Dr. Deepak Dinakaran – 2025 Feature Grant Recipient
Clinician Scientist, Radiation Oncologist, Sunnybrook Health Sciences Centre
Generously funded by DUNN with Cancer
Project title: “RadioPDT-triggered nanoparticle release of Temozolomide in Glioblastoma Therapy”
Description of the project:
Glioblastoma (GBM) is a devastating, fatal tumour that is treatable, but not curable. After surgery establishes the diagnosis, it is mainly managed with chemotherapy and radiotherapy to preserve quality of life and extend survival. Radiotherapy is an effective treatment to slow progression, but the amount of radiation dose given is limited by the toxicities. Chemotherapy with temozolomide (TMZ) increases this benefit by approximately 3 months of additional survival.
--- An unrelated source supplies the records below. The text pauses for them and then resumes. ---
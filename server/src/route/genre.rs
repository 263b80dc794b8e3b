use application::service::{
    CreateGenreService, DeleteGenreService, GetGenreService, UpdateGenreService,
};
use axum::extract::{Path, State};
use axum::routing::get;
use axum::{Json, Router};
use axum_extra::extract::WithRejection;

use crate::controller::Controller;
use crate::error::ErrorStatus;
use crate::handler::{AppModule, Store};
use crate::request::{
    CreateGenreRequest, DeleteGenreRequest, GenreTransformer, GetGenreRequest,
    UpdateGenreRequest,
};
use crate::response::GenrePresenter;

pub trait GenreRouter {
    fn route_genre(self) -> Self;
}

impl<D: Store> GenreRouter for Router<AppModule<D>> {
    fn route_genre(self) -> Self {
        self.route(
            "/genres",
            get(|State(module): State<AppModule<D>>| async move {
                Controller::new((), GenrePresenter)
                    .bypass(|| async move { module.database().get_genres().await })
                    .await
                    .map_err(ErrorStatus::from)
            })
            .post(
                |State(module): State<AppModule<D>>,
                 WithRejection(Json(req), _): WithRejection<Json<CreateGenreRequest>, ErrorStatus>| async move {
                    Controller::new(GenreTransformer, GenrePresenter)
                        .try_intake(req)
                        .map_err(ErrorStatus::from)?
                        .handle(|dto| async move { module.database().create_genre(dto).await })
                        .await
                        .map_err(ErrorStatus::from)
                },
            ),
        )
        .route(
            "/genres/:id",
            get(
                |State(module): State<AppModule<D>>, Path(id): Path<String>| async move {
                    Controller::new(GenreTransformer, GenrePresenter)
                        .try_intake(GetGenreRequest::new(id))
                        .map_err(ErrorStatus::from)?
                        .handle(|dto| async move { module.database().get_genre(dto).await })
                        .await
                        .map_err(ErrorStatus::from)
                },
            )
            .put(
                |State(module): State<AppModule<D>>,
                 Path(id): Path<String>,
                 WithRejection(Json(req), _): WithRejection<Json<UpdateGenreRequest>, ErrorStatus>| async move {
                    Controller::new(GenreTransformer, GenrePresenter)
                        .try_intake((id, req))
                        .map_err(ErrorStatus::from)?
                        .handle(|dto| async move { module.database().update_genre(dto).await })
                        .await
                        .map_err(ErrorStatus::from)
                },
            )
            .delete(
                |State(module): State<AppModule<D>>, Path(id): Path<String>| async move {
                    Controller::new(GenreTransformer, GenrePresenter)
                        .try_intake(DeleteGenreRequest::new(id))
                        .map_err(ErrorStatus::from)?
                        .handle(|dto| async move { module.database().delete_genre(dto).await })
                        .await
                        .map_err(ErrorStatus::from)
                },
            ),
        )
    }
}
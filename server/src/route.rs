use axum::Router;
use tower_http::cors::CorsLayer;
use tower_http::trace::TraceLayer;

use crate::handler::{AppModule, Store};

pub use self::{customer::*, genre::*, movie::*, rental::*};

mod customer;
mod genre;
mod movie;
mod rental;

pub fn router<D: Store>(module: AppModule<D>) -> Router {
    Router::<AppModule<D>>::new()
        .route_genre()
        .route_movie()
        .route_customer()
        .route_rental()
        .layer(TraceLayer::new_for_http())
        .layer(CorsLayer::new())
        .with_state(module)
}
We recently discovered a way to enhance TMZ’s effectiveness with nanoparticle-based on-demand drug release. TMZ is safely encapsulated within the nanoparticle, travels to the tumour, and rapidly releases the drug on command upon exposure to radiation. This project will evaluate the effectiveness of this drug delivery mechanism in increasing therapeutic efficacy by using advanced microscopy to detect drug release in GBM cells, to stop or delay tumour growth in preclinical models, and to assess the reduction in toxic effects on normal organs.
The impact of this novel nanoparticle delivery mechanism is that it leverages the radiation already being delivered to significantly enhance chemotherapy’s effectiveness in treating GBM. Thanks to the funds from Brain Tumour Foundation of Canada’s Feature Grant, we can explore this novel drug release mechanism that could enhance the effect of theoretically any drug. Success in these studies can lead to first-in-human trials in Sunnybrook’s Odette Cancer Centre.
Impact of receiving the award:
I would like to thank Brain Tumour Foundation of Canada and the Dunn with Cancer fund for supporting my work on using nanoparticles and radiation to treat glioblastoma more effectively. Over the last 13 years, I have had the privilege to participate in the care of GBM patients. The standard-of-care treatments I provide are usually effective, but I have always found the outcome unacceptable. I draw motivation from my patients to conduct innovative research that will meaningfully impact this outcome. As an early-career researcher with a bold, innovative idea, I find that securing funding for research that does not conform to contemporary cancer research themes can be quite challenging. Yet, GBM is not a disease that has benefited from contemporary thinking for the last 20 years. That is why I greatly appreciate this grant, as it provides an excellent launch for my efforts to bring novel, potentially high-impact treatments that GBM patients need. Throughout my career, I aim to be part of the change that transforms GBM from a deadly, devastating disease to one that we can overcome.